Inspiration came from a plate in the Blandford's  "Uniforms of 1812" by Philip Haythornewaite

I started with the horses, cutting down excessive rolls and protruding saddle accoutrements.  I took some of the numerous extra hussar legs the Perrys provide, glued those to the horses and added other extra torsos I had - usually trumpeters - cutting off the right arm and adding an extra heavy cavalry arm to provide the necessary straight sword.  The left arm holds the reins and I added an enlarged cuff to the hussar arm hiding the lace work and giving the illusion of the heavy gloves worn.  As the torsos were to be covered with green stuff (GS) for the cloak these did not need be accurate and all the lace and belts of these hussar bodies were not worried about.  I used the torso to get the bulk of the figure done and proportional.
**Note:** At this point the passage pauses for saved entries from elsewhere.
use thiserror::Error;

#[derive(Debug, Error)]
pub enum InitializationError {
    #[error("Failed to initialize session store: {0}")]
    Sessions(#[source] anyhow::Error),

    #[error("Failed to initialize retriever: {0}")]
    Retrieval(#[source] anyhow::Error),

    #[error("Failed to initialize prompt budget: {0}")]
    Prompt(#[source] anyhow::Error),

    #[error("Failed to initialize generator: {0}")]
    Llm(#[source] anyhow::Error),

    #[error("Generation backend '{backend}' is not serving model '{model}'")]
    BackendUnreachable { backend: String, model: String },
}
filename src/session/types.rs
use chrono::{DateTime, Utc};
use serde::{Deserialize, Serialize};

#[derive(Debug, Clone, Copy, PartialEq, Eq, Serialize, Deserialize)]
#[serde(rename_all = "lowercase")]
pub enum Role {
    User,
    Assistant,
}

impl Role {
    pub fn as_str(&self) -> &'static str {
        match self {
            Role::User => "user",
            Role::Assistant => "assistant",
        }
    }

    /// Lenient parse used at the HTTP boundary and when reading stored rows.
    pub fn parse(raw: &str) -> Option<Self> {
        match raw.trim().to_ascii_lowercase().as_str() {
            "user" | "human" => Some(Role::User),
            "assistant" | "ai" | "model" | "bot" => Some(Role::Assistant),
            _ => None,
        }
    }
}

/// One utterance. Never mutated after it is appended.
#[derive(Debug, Clone, PartialEq, Serialize, Deserialize)]
pub struct Turn {
    pub role: Role,
    pub content: String,
    pub created_at: DateTime<Utc>,
}

impl Turn {
    pub fn new(role: Role, content: impl Into<String>) -> Self {
        Self {
            role,
            content: content.into(),
            created_at: Utc::now(),
        }
    }

    pub fn user(content: impl Into<String>) -> Self {
        Self::new(Role::User, content)
    }

    pub fn assistant(content: impl Into<String>) -> Self {
        Self::new(Role::Assistant, content)
    }
}

#[derive(Debug, Clone, Serialize, Deserialize)]
pub struct Session {
    pub key: String,
    pub turns: Vec<Turn>,
}
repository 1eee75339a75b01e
use std::env;
use std::fs;
use std::path::{Path, PathBuf};

#[derive(Debug, Clone)]
pub struct AppPaths {
    pub project_root: PathBuf,
    pub data_dir: PathBuf,
    pub log_dir: PathBuf,
    pub session_db_path: PathBuf,
    pub secrets_path: PathBuf,
}

impl AppPaths {
    pub fn new() -> Self {
        let project_root = discover_project_root();
        let data_dir = discover_data_dir(&project_root);
        Self::from_dirs(project_root, data_dir)
    }

    /// Builds paths rooted at explicit directories (used by tests and tools).
    pub fn from_dirs(project_root: PathBuf, data_dir: PathBuf) -> Self {
        let log_dir = data_dir.join("logs");
        let session_db_path = data_dir.join("sessions.db");
        let secrets_path = data_dir.join("secrets.yaml");

        for dir in [&data_dir, &log_dir] {
            let _ = fs::create_dir_all(dir);
        }

        AppPaths {
            project_root,
            data_dir,
            log_dir,
            session_db_path,
            secrets_path,
        }
    }

    /// Resolves a configured path against the data dir, then the project root.
    pub fn resolve(&self, raw: &str) -> PathBuf {
        let candidate = PathBuf::from(raw);
        if candidate.is_absolute() {
            return candidate;
        }
        let data_candidate = self.data_dir.join(&candidate);
        if data_candidate.exists() {
            return data_candidate;
        }
        let project_candidate = self.project_root.join(&candidate);
        if project_candidate.exists() {
            return project_candidate;
        }
        data_candidate
    }
}

impl Default for AppPaths {
    fn default() -> Self {
        Self::new()
    }
}

fn discover_project_root() -> PathBuf {
    if let Ok(root) = env::var("COUNSEL_ROOT") {
        return PathBuf::from(root);
    }

    let manifest_dir = PathBuf::from(env!("CARGO_MANIFEST_DIR"));
    if manifest_dir.join("config.yml").exists() {
        return manifest_dir;
    }

    env::current_dir().unwrap_or(manifest_dir)
}

fn discover_data_dir(project_root: &Path) -> PathBuf {
    if let Ok(dir) = env::var("COUNSEL_DATA_DIR") {
        return PathBuf::from(dir);
    }

    if cfg!(debug_assertions) {
        return project_root.to_path_buf();
    }

    let xdg = env::var("XDG_DATA_HOME").unwrap_or_else(|_| {
        home_dir()
            .join(".local/share")
            .to_string_lossy()
            .to_string()
    });
    PathBuf::from(xdg).join("counsel-rag")
}

fn home_dir() -> PathBuf {
    env::var("HOME")
        .or_else(|_| env::var("USERPROFILE"))
        .map(PathBuf::from)
        .unwrap_or_else(|_| PathBuf::from("."))
}
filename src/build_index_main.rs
//! Offline corpus indexing.
//!
//! Reads `{input, output}` pairs, embeds each pair with the configured
//! embedder and writes the index file the server loads at startup.

use std::path::PathBuf;
use std::sync::Arc;

use anyhow::Context;
use clap::Parser;

use counsel_rag::core::config::{AppPaths, ConfigService};
use counsel_rag::core::logging;
use counsel_rag::rag::corpus::{build_index, load_qa_pairs, qa_passages};
use counsel_rag::rag::HttpEmbedder;

/// Builds the passage index from a Q/A corpus
#[derive(Parser, Debug)]
#[command(name = "build_index")]
#[command(about = "Embed a JSONL Q/A corpus into a passage index", long_about = None)]
struct Args {
    /// JSONL file of {"input", "output"} pairs
    input: PathBuf,

    /// Index file to write (defaults to retrieval.index_path)
    output: Option<PathBuf>,

    /// Passages per embedding request
    #[arg(long, default_value_t = 32)]
    batch_size: usize,
}

#[tokio::main]
async fn main() -> anyhow::Result<()> {
    let args = Args::parse();

    let paths = Arc::new(AppPaths::new());
    logging::init(&paths.log_dir);
    let config = ConfigService::new(paths.clone())
        .load_config()
        .context("Failed to load configuration")?;

    let pairs = load_qa_pairs(&args.input)
        .with_context(|| format!("Failed to read {}", args.input.display()))?;
    let source = args
        .input
        .file_name()
        .map(|n| n.to_string_lossy().to_string())
        .unwrap_or_default();
    let passages = qa_passages(&pairs, &source);
    tracing::info!("Loaded {} passages from {}", passages.len(), args.input.display());

    let embedder = HttpEmbedder::new(&config.retrieval.embedder)?;
    let index = build_index(passages, &embedder, args.batch_size).await?;

    let output = args
        .output
        .unwrap_or_else(|| paths.resolve(&config.retrieval.index_path));
    index
        .save(&output)
        .with_context(|| format!("Failed to write {}", output.display()))?;
    tracing::info!(
        "Wrote {} passages (dim {}) to {}",
        index.passages.len(),
        index.dimension,
        output.display()
    );

    Ok(())
}
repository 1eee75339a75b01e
pub mod chat;
pub mod generate;
pub mod health;
pub mod info;
pub mod memory;
pub mod summary;
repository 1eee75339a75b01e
pub mod handlers;
pub mod router;
//! Per-session conversation memory.
//!
//! The orchestrator only talks to [`SessionStore`]; the in-memory and sqlite
//! backends are interchangeable behind it.

mod locks;
mod memory;
mod sqlite;
mod store;
mod types;

pub use locks::TurnLocks;
pub use memory::InMemorySessionStore;
pub use sqlite::SqliteSessionStore;
pub use store::{SessionError, SessionStore};
pub use types::{Role, Session, Turn};
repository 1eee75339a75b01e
use axum::{http::StatusCode, response::IntoResponse, Json};
use serde_json::json;
use thiserror::Error;

#[derive(Debug, Error)]
pub enum ApiError {
    #[error("bad request: {0}")]
    BadRequest(String),
    #[error("internal error: {0}")]
    Internal(String),
}

impl ApiError {
    pub fn internal<E: std::fmt::Display>(err: E) -> Self {
        ApiError::Internal(err.to_string())
    }
}

impl IntoResponse for ApiError {
    fn into_response(self) -> axum::response::Response {
        let (status, message) = match &self {
            ApiError::BadRequest(msg) => (StatusCode::BAD_REQUEST, msg.clone()),
            ApiError::Internal(msg) => {
                tracing::error!("Request failed: {}", msg);
                (StatusCode::INTERNAL_SERVER_ERROR, msg.clone())
            }
        };

        let body = Json(json!({ "error": message }));
        (status, body).into_response()
    }
}
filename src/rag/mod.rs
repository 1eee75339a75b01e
//! Retrieval over a fixed, pre-embedded passage corpus.
//!
//! - `Embedder`: text to vectors (same model offline and online)
//! - `VectorIndex` / `FlatIndex`: nearest-neighbour search over passages
//! - `Retriever`: the turn-facing wrapper that never fails a turn
//! - `corpus`: builds index files from question/answer pairs

pub mod corpus;
mod embedder;
mod error;
mod index;
mod passage;
mod retriever;
pub mod vector_math;

pub use embedder::{Embedder, HttpEmbedder};
pub use error::RetrievalError;
pub use index::{FlatIndex, IndexFile, IndexedPassage, VectorIndex};
pub use passage::{Passage, RetrievedPassage};
pub use retriever::{Retriever, RetrieverStatus};
use ndarray::{Array2, ArrayView1};

use super::error::RetrievalError;

/// Scales `vector` to unit length in place. Zero vectors are left untouched.
pub fn l2_normalize(vector: &mut [f32]) {
    let norm = ArrayView1::from(&*vector).dot(&ArrayView1::from(&*vector)).sqrt();
    if norm <= f32::EPSILON {
        return;
    }
    for value in vector.iter_mut() {
        *value /= norm;
    }
}

/// Inner product of every row of `matrix` with `query`, best first.
///
/// Ties keep the lower row index first so results are deterministic.
pub fn rank_rows_by_inner_product(
    matrix: &Array2<f32>,
    query: &[f32],
) -> Result<Vec<(usize, f32)>, RetrievalError> {
    if matrix.ncols() != query.len() {
        return Err(RetrievalError::DimensionMismatch {
            expected: matrix.ncols(),
            actual: query.len(),
        });
    }
    let scores = matrix.dot(&ArrayView1::from(query));
    let mut ranked: Vec<(usize, f32)> = scores.iter().copied().enumerate().collect();
    ranked.sort_by(|left, right| right.1.total_cmp(&left.1).then(left.0.cmp(&right.0)));
    Ok(ranked)
}
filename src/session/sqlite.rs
//! SQLite-backed session store.
//!
//! Same contract as the in-memory store, but turns survive restarts.

use std::path::Path;

use async_trait::async_trait;
use chrono::{DateTime, Utc};
use sqlx::sqlite::{SqliteConnectOptions, SqliteJournalMode, SqlitePoolOptions};
use sqlx::{Row, SqlitePool};

use super::store::{SessionError, SessionStore};
use super::types::{Role, Session, Turn};

#[derive(Clone)]
pub struct SqliteSessionStore {
    pool: SqlitePool,
}

fn storage_err<E: std::fmt::Display>(err: E) -> SessionError {
    SessionError::Storage(err.to_string())
}

impl SqliteSessionStore {
    pub async fn new(db_path: &Path) -> Result<Self, SessionError> {
        let options = SqliteConnectOptions::new()
            .filename(db_path)
            .create_if_missing(true)
            .journal_mode(SqliteJournalMode::Wal)
            .foreign_keys(true);

        let pool = SqlitePoolOptions::new()
            .min_connections(1)
            .max_connections(5)
            .connect_with(options)
            .await
            .map_err(|e| SessionError::Storage(format!("Failed to open session db: {}", e)))?;

        let store = Self { pool };
        store.init_schema().await?;
        Ok(store)
    }

    async fn init_schema(&self) -> Result<(), SessionError> {
        sqlx::query(
            "CREATE TABLE IF NOT EXISTS sessions (
                id TEXT PRIMARY KEY,
                created_at TEXT NOT NULL,
                updated_at TEXT NOT NULL
            )",
        )
        .execute(&self.pool)
        .await
        .map_err(|e| SessionError::Storage(format!("Failed to init sessions table: {}", e)))?;

        sqlx::query(
            "CREATE TABLE IF NOT EXISTS turns (
                id INTEGER PRIMARY KEY AUTOINCREMENT,
                session_id TEXT NOT NULL,
                role TEXT NOT NULL,
                content TEXT NOT NULL,
                created_at TEXT NOT NULL,
                FOREIGN KEY(session_id) REFERENCES sessions(id) ON DELETE CASCADE
            )",
        )
        .execute(&self.pool)
        .await
        .map_err(|e| SessionError::Storage(format!("Failed to init turns table: {}", e)))?;

        sqlx::query("CREATE INDEX IF NOT EXISTS idx_turns_session_id ON turns(session_id)")
            .execute(&self.pool)
            .await
            .map_err(|e| SessionError::Storage(format!("Failed to create index: {}", e)))?;

        Ok(())
    }

    fn row_to_turn(row: &sqlx::sqlite::SqliteRow) -> Result<Turn, SessionError> {
        let role_raw: String = row.try_get("role").map_err(storage_err)?;
        let role = Role::parse(&role_raw)
            .ok_or_else(|| SessionError::Storage(format!("Unknown role in db: {}", role_raw)))?;
        let content: String = row.try_get("content").map_err(storage_err)?;
        let created_raw: String = row.try_get("created_at").map_err(storage_err)?;
        let created_at = DateTime::parse_from_rfc3339(&created_raw)
            .map(|dt| dt.with_timezone(&Utc))
            .unwrap_or_else(|_| Utc::now());
        Ok(Turn {
            role,
            content,
            created_at,
        })
    }
}

#[async_trait]
impl SessionStore for SqliteSessionStore {
    async fn get_or_create(&self, key: &str) -> Result<Session, SessionError> {
        let now = Utc::now().to_rfc3339();
        sqlx::query("INSERT OR IGNORE INTO sessions (id, created_at, updated_at) VALUES (?, ?, ?)")
            .bind(key)
            .bind(&now)
            .bind(&now)
            .execute(&self.pool)
            .await
            .map_err(storage_err)?;

        let turns = self.history(key, None).await?;
        Ok(Session {
            key: key.to_string(),
            turns,
        })
    }

    async fn append(&self, key: &str, turn: Turn) -> Result<(), SessionError> {
        let now = Utc::now().to_rfc3339();
        let mut tx = self.pool.begin().await.map_err(storage_err)?;

        sqlx::query("INSERT OR IGNORE INTO sessions (id, created_at, updated_at) VALUES (?, ?, ?)")
            .bind(key)
            .bind(&now)
            .bind(&now)
            .execute(&mut *tx)
            .await
            .map_err(storage_err)?;

        sqlx::query("UPDATE sessions SET updated_at = ? WHERE id = ?")
            .bind(&now)
            .bind(key)
            .execute(&mut *tx)
            .await
            .map_err(storage_err)?;

        sqlx::query("INSERT INTO turns (session_id, role, content, created_at) VALUES (?, ?, ?, ?)")
            .bind(key)
            .bind(turn.role.as_str())
            .bind(&turn.content)
            .bind(turn.created_at.to_rfc3339())
            .execute(&mut *tx)
            .await
            .map_err(storage_err)?;

        tx.commit().await.map_err(storage_err)?;
        Ok(())
    }

    async fn history(&self, key: &str, max_turns: Option<usize>) -> Result<Vec<Turn>, SessionError> {
        let rows = match max_turns {
            Some(limit) => sqlx::query(
                "SELECT * FROM (SELECT * FROM turns WHERE session_id = ? ORDER BY id DESC LIMIT ?) ORDER BY id ASC",
            )
            .bind(key)
            .bind(limit as i64)
            .fetch_all(&self.pool)
            .await
            .map_err(storage_err)?,
            None => sqlx::query("SELECT * FROM turns WHERE session_id = ? ORDER BY id ASC")
                .bind(key)
                .fetch_all(&self.pool)
                .await
                .map_err(storage_err)?,
        };

        rows.iter().map(Self::row_to_turn).collect()
    }

    async fn delete(&self, key: &str) -> Result<bool, SessionError> {
        let result = sqlx::query("DELETE FROM sessions WHERE id = ?")
            .bind(key)
            .execute(&self.pool)
            .await
            .map_err(storage_err)?;
        Ok(result.rows_affected() > 0)
    }

    async fn count(&self) -> Result<usize, SessionError> {
        let count: i64 = sqlx::query("SELECT COUNT(*) FROM sessions")
            .fetch_one(&self.pool)
            .await
            .map(|r| r.get(0))
            .map_err(storage_err)?;
        Ok(count.max(0) as usize)
    }

    fn name(&self) -> &str {
        "sqlite"
    }
}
The helmets were French dragoon types, one the Perry types had the horsehair just at the very end, so easy to cut off.  With the peak modified by a scraping, I could add the GS comb. Really happy about the sameness of these.  I waited a bit then used an old toothbrush to impress upon the putty to provide that 'woollen' texture. In the following photo, the middle figure shows this to good effect.

The roughly trimmed sheepskin of the French saddle was covered by a "roll" bundle.

With the glue and plastic basis of the figures set, I started with the main use of the GS.  I did start with a template for the cloak after several design tries, but these turned out to be very rough as the GS can be sticky and stretchy ruining any true consistency.  I admire the pros for that.

The main part of the cloak was first and so wrapped it around the figure trying to hide most of the bits of the French saddle which are incorrect for the Saxons and way down the hussar leg as not to show anything but the bottom of the boot.

After that had cured the next day (I am trying to learn patience....probably most sculptors will tell you that is the main trick!)  I added the cape, again with a template in mind and try to get the shape, sort of, but pinching and trimming with the differing shape of the sword arms to get around.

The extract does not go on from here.